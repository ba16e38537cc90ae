use clap::{Parser, Subcommand};
use tracing::{error, info, warn};
use tracing_appender::rolling;
use tracing_subscriber::{EnvFilter, fmt, layer::SubscriberExt, util::SubscriberInitExt};

use uptime_sync::config::AppConfig;
use uptime_sync::monitors::{MonitorService, MonitorServiceProxy};
use uptime_sync::sync::{self, SyncAction};

#[derive(Parser, Debug)]
#[command(author, version, about, long_about = None)]
struct Args {
    /// Path to the configuration file
    #[arg(short, long)]
    config: Option<String>,

    /// Provider to talk to (defaults to the first configured one)
    #[arg(short, long)]
    provider: Option<String>,

    #[command(subcommand)]
    command: Command,
}

#[derive(Subcommand, Debug)]
enum Command {
    /// Print every monitor the provider knows about
    List,
    /// Create or update the monitors declared in the configuration
    Apply,
    /// Delete a monitor by name
    Delete {
        #[arg(long)]
        name: String,
    },
}

fn init_logging(log_dir: &str) {
    // Log to a file: JSON format, daily rotation
    let file_appender = rolling::daily(log_dir, "uptime-sync.log");
    let file_layer = fmt::layer()
        .with_writer(file_appender)
        .with_ansi(false)
        .json();

    let stderr_layer = fmt::layer().with_writer(std::io::stderr);

    let env_filter = EnvFilter::try_from_default_env()
        .unwrap_or_else(|_| EnvFilter::new("info,reqwest=warn,hyper=warn"));

    tracing_subscriber::registry()
        .with(env_filter)
        .with(file_layer)
        .with(stderr_layer)
        .init();
}

#[tokio::main]
async fn main() -> Result<(), Box<dyn std::error::Error + Send + Sync>> {
    let args = Args::parse();

    let config = AppConfig::load(args.config.as_deref())?;
    init_logging(&config.log_dir);

    let provider = config.provider(args.provider.as_deref())?;
    let service = MonitorServiceProxy::with_cache_ttl(provider, config.cache_ttl())?;
    info!(provider = %service.provider_name(), "Monitor service ready.");

    match args.command {
        Command::List => {
            let monitors = service.get_all().await?;
            println!("{}", serde_json::to_string_pretty(&monitors)?);
        }
        Command::Apply => {
            let mut failures = 0;
            for desired in &config.monitors {
                match sync::apply(&service, desired).await {
                    Ok(action) => {
                        let (id, outcome) = match action {
                            SyncAction::Created(id) => (id, "Created."),
                            SyncAction::Updated(id) => (id, "Updated."),
                            SyncAction::Unchanged(id) => (id, "Unchanged."),
                        };
                        info!(monitor = %desired.name, id = %id, "{outcome}");
                    }
                    Err(e) => {
                        error!(
                            monitor = %desired.name,
                            error = %e,
                            "Failed to synchronize monitor."
                        );
                        failures += 1;
                    }
                }
            }
            if failures > 0 {
                return Err(format!("{failures} monitor(s) failed to synchronize").into());
            }
        }
        Command::Delete { name } => {
            if !config.enable_monitor_deletion {
                warn!(
                    monitor = %name,
                    "Monitor deletion is disabled, set enable_monitor_deletion to allow it."
                );
                return Ok(());
            }
            if !sync::delete(&service, &name).await? {
                warn!(monitor = %name, "No monitor with that name.");
            }
        }
    }

    Ok(())
}
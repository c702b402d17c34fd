//! reqstore CLI - operate the request body store from scripts
//!
//! Thin wrapper over `reqstore-core`: reads `MONGO_*` configuration from
//! the environment (a `.env` file is honored), connects, runs one
//! operation, and disconnects. Payloads and ids travel over stdout so the
//! commands compose in pipelines.

use std::io::Read;

use anyhow::{anyhow, bail, Context, Result};
use clap::{Args, Parser, Subcommand};
use reqstore_core::{ConnectionState, DocumentStore};
use tracing_subscriber::EnvFilter;

#[derive(Parser, Debug)]
#[command(
    name = "reqstore",
    version,
    about = "Save, fetch, and delete request body payloads in the document store"
)]
struct Cli {
    /// Only log warnings and errors (for script consumption)
    #[arg(long, short = 'q', global = true)]
    quiet: bool,

    #[command(subcommand)]
    command: Commands,
}

#[derive(Subcommand, Debug)]
enum Commands {
    /// Persist a payload and print its store-assigned id
    Save(SaveArgs),
    /// Print the payload stored under an id
    Get {
        /// Public id returned by `save`
        id: String,
    },
    /// Delete stored payloads by id (whole batch succeeds or fails)
    Delete {
        /// One or more public ids
        #[arg(required = true)]
        ids: Vec<String>,
    },
    /// Attempt a best-effort connect and report connection state
    Status,
}

#[derive(Args, Debug)]
struct SaveArgs {
    /// Payload to persist (omit to read from stdin)
    payload: Option<String>,
}

fn init_tracing(quiet: bool) -> Result<()> {
    let default = if quiet { "warn" } else { "info" };
    let filter = EnvFilter::try_from_default_env().unwrap_or_else(|_| EnvFilter::new(default));

    tracing_subscriber::fmt()
        .with_env_filter(filter)
        .compact()
        .try_init()
        .map_err(|err| anyhow!(err))
}

fn read_payload(args: SaveArgs) -> Result<String> {
    match args.payload {
        Some(payload) => Ok(payload),
        None => {
            let mut payload = String::new();
            std::io::stdin()
                .read_to_string(&mut payload)
                .context("failed to read payload from stdin")?;
            Ok(payload)
        }
    }
}

#[tokio::main]
async fn main() -> Result<()> {
    dotenvy::dotenv().ok();
    let cli = Cli::parse();
    init_tracing(cli.quiet)?;

    let store = DocumentStore::from_env();

    match cli.command {
        Commands::Save(args) => {
            let payload = read_payload(args)?;
            store.try_connect().await?;
            let id = store.save(payload).await?;
            println!("{id}");
        }
        Commands::Get { id } => {
            store.try_connect().await?;
            let payload = store.get(&id).await?;
            println!("{payload}");
        }
        Commands::Delete { ids } => {
            store.try_connect().await?;
            if !store.delete_many(&ids).await {
                bail!("failed to delete request bodies");
            }
        }
        Commands::Status => {
            store.connect().await;
            match store.state().await {
                ConnectionState::Connected => println!("connected"),
                ConnectionState::Disconnected => println!("disconnected"),
            }
        }
    }

    store.close().await?;
    Ok(())
}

## TASK ITEM
From the first line of the data above to the line containing "let env_filter = EnvFilter::try_from_default_env()", repeat everything exactly and add nothing.

## FINISHED TASK
repository ba16e38537cc90ae
use clap::{Parser, Subcommand};
use tracing::{error, info, warn};
use tracing_appender::rolling;
use tracing_subscriber::{EnvFilter, fmt, layer::SubscriberExt, util::SubscriberInitExt};

use uptime_sync::config::AppConfig;
use uptime_sync::monitors::{MonitorService, MonitorServiceProxy};
use uptime_sync::sync::{self, SyncAction};

#[derive(Parser, Debug)]
#[command(author, version, about, long_about = None)]
struct Args {
    /// Path to the configuration file
    #[arg(short, long)]
    config: Option<String>,

    /// Provider to talk to (defaults to the first configured one)
    #[arg(short, long)]
    provider: Option<String>,

    #[command(subcommand)]
    command: Command,
}

#[derive(Subcommand, Debug)]
enum Command {
    /// Print every monitor the provider knows about
    List,
    /// Create or update the monitors declared in the configuration
    Apply,
    /// Delete a monitor by name
    Delete {
        #[arg(long)]
        name: String,
    },
}

fn init_logging(log_dir: &str) {
    // Log to a file: JSON format, daily rotation
    let file_appender = rolling::daily(log_dir, "uptime-sync.log");
    let file_layer = fmt::layer()
        .with_writer(file_appender)
        .with_ansi(false)
        .json();

    let stderr_layer = fmt::layer().with_writer(std::io::stderr);

    let env_filter = EnvFilter::try_from_default_env()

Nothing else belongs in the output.